Effects of THC and lofexidine in a human laboratory model of marijuana withdrawal and relapse.

Psychopharmacology (Berl)

Division on Substance Abuse, New York State Psychiatric Institute and Department of Psychiatry, College of Physicians and Surgeons of Columbia University, 1051 Riverside Drive, Unit 120, New York, NY, 10032, USA.

Published: March 2008

AI Article Synopsis

  • Individuals seeking help for marijuana use find it challenging to stay abstinent, prompting this study to explore the effects of THC and lofexidine on withdrawal and relapse symptoms.
  • The research involved 8 male participants who were tested under four medication conditions over a week, focusing on self-administered marijuana and various health measurements.
  • Results showed that while THC helped some withdrawal symptoms, it didn't reduce relapse, whereas lofexidine improved sleep and reduced relapse; however, the best outcome for managing withdrawal and relapse was achieved by combining both THC and lofexidine.

Article Abstract

Introduction: Individuals seeking treatment for their marijuana use rarely achieve sustained abstinence.

Objectives: The objectives of the study are to determine if THC, a cannabinoid agonist, and lofexidine, an alpha(2)-adrenergic receptor agonist, given alone and in combination, decreased symptoms of marijuana withdrawal and relapse, defined as a return to marijuana use after a period of abstinence.

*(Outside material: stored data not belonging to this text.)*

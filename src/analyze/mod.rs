pub mod analyzer;
pub mod dependency;
mod model;

pub use analyzer::{
    classify_capacity, compute_board_overview, compute_member_stats, compute_team_stats,
    percentage, team_utilization, Analyzer,
};
pub use dependency::{
    build_dependency_chains, dependency_risk, dependency_status, find_cross_team_dependencies,
    has_cross_team_dependency,
};
pub use model::*;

Materials And Methods: Nontreatment-seeking, male volunteers (n = 8), averaging 12 marijuana cigarettes/day, were maintained on each of four medication conditions for 7 days: placebo, tetrahydrocannabinol (THC) (60 mg/day), lofexidine (2.4 mg/day), and THC (60 mg/day) combined with lofexidine (2.4 mg/day); each inpatient phase was separated by an outpatient washout phase. During the first three inpatient days, placebo marijuana was available for self-administration (withdrawal). For the next 4 days, active marijuana was available for self-administration (relapse). Participants paid for self-administered marijuana using study earnings. Self-administration, mood, task performance, food intake, and sleep were measured.

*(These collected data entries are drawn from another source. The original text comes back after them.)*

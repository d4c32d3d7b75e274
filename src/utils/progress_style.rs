use indicatif::ProgressStyle;

const SPINNER_TEMPLATE: &str = "{spinner} {wide_msg}";
const SPINNER_TICKS: &str = "⠋⠙⠹⠸⠼⠴⠦⠧⠇⠏✔";

pub struct ProgressStyleTemplate;

impl ProgressStyleTemplate {
    pub fn spinner() -> ProgressStyle {
        ProgressStyle::with_template(SPINNER_TEMPLATE)
            .unwrap_or_else(|_| ProgressStyle::default_spinner())
            .tick_chars(SPINNER_TICKS)
    }
}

Results: THC reversed the anorexia and weight loss associated with marijuana withdrawal, and decreased a subset of withdrawal symptoms, but increased sleep onset latency, and did not decrease marijuana relapse. Lofexidine was sedating, worsened abstinence-related anorexia, and did not robustly attenuate withdrawal, but improved sleep and decreased marijuana relapse. The combination of lofexidine and THC produced the most robust improvements in sleep and decreased marijuana withdrawal, craving, and relapse in daily marijuana smokers relative to either medication alone.

Conclusions: These data suggest the combination of lofexidine and THC warrant further testing as a potential treatment for marijuana dependence.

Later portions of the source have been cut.